Unit Verification
Unit verification is the verification level at which most efforts are currently invested, and where the highest expectations, in term of bug discovery percentage, are placed. On this front, the Unit Verification and Core Technologies (UVCT) group has four separate activities.
Cache Verification
This domain encompasses cache and memory coherency verification, and includes two activities. First, the development of a Cache Loader for initializing caches in an interesting and legal manner. Second, support and further development of the CML (Coherency Monitor Light) tool.
Floating-point unit projects
In the unit verification domain, we have developed:
- FPgen - a test generator for the datapath of the floating-point unit.
- Generic Test Plan (GTP) - a comprehensive test plan for the floating-point unit.
FPgen development is now geared towards the enablement of the GTP implementation. Together, FPgen and GTP yield a comprehensive solution to the verification of the datapath of the Floating-Point unit. They were awarded a research accomplishment in 2003.
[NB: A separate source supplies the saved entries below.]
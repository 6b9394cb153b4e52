//! Store inventory engine: a single in-memory aggregate driving the
//! RFID/NON_RFID replenishment loop for a retail location network.
//!
//! # Module structure
//!
//! ```text
//! engine/src/
//! ├── clock, presence, ledger, snapshot   # state primitives
//! ├── catalog, locations, antennas,       # master data stores
//! │   epc_mappings, staff
//! ├── rules, planner                      # rule projection and replenishment planning
//! ├── tasks, receiving, transfer, cart,   # command-level orchestration
//! │   sales
//! ├── state, engine                       # aggregate + command gateway facade
//! ├── read_models                         # defensive-copy projections
//! ├── config, logging                     # ambient configuration/observability
//! └── http                                 # axum HTTP gateway
//! ```

pub mod antennas;
pub mod cart;
pub mod catalog;
pub mod clock;
pub mod config;
pub mod epc_mappings;
pub mod http;
pub mod ledger;
pub mod locations;
pub mod logging;
pub mod planner;
pub mod presence;
pub mod read_models;
pub mod receiving;
pub mod recompute;
pub mod rules;
pub mod sales;
pub mod snapshot;
pub mod staff;
pub mod state;
pub mod tasks;
pub mod transfer;

mod engine;

pub use config::Config;
pub use engine::Engine;
//! Wire contract for the inventory engine: per-command status enums and
//! read-model projections. Every command returns a typed status, never a
//! thrown fault — one enum per command rather than one shared error type,
//! so each command's return type statically encodes its own valid outcomes.

pub mod read_model;
pub mod status;

pub use read_model::*;
pub use status::*;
Formal Methods for Unit Verification
Whereas the overall direction of our verification department is on the simulation-based area, a few activities are invested in Formal Methods as well. Under this umbrella, we find two separate activities. First, the OneSpec project which aims at promoting a methodology and developing enabling technology for formally defining interface protocols. Second, we are active in the Error Recovery domain, in which we study the possibility to either formally analyze a given piece of logic to check whether it is protected, or - somewhat more ambitiously - automatically generate the related error recovery logic.
Functional Coverage
As a complement to random test generation, our department has been intensively active in the domain of Functional Coverage. On the one hand, we are developing and supporting a tool, Meteor, which enables to define coverage models and analyze the related verification progress through multiple types of reports. On the other hand, we are developing a solution based on Machine Learning techniques for Coverage Directed Generation, i.e., automatically closing the loop from test generation to coverage.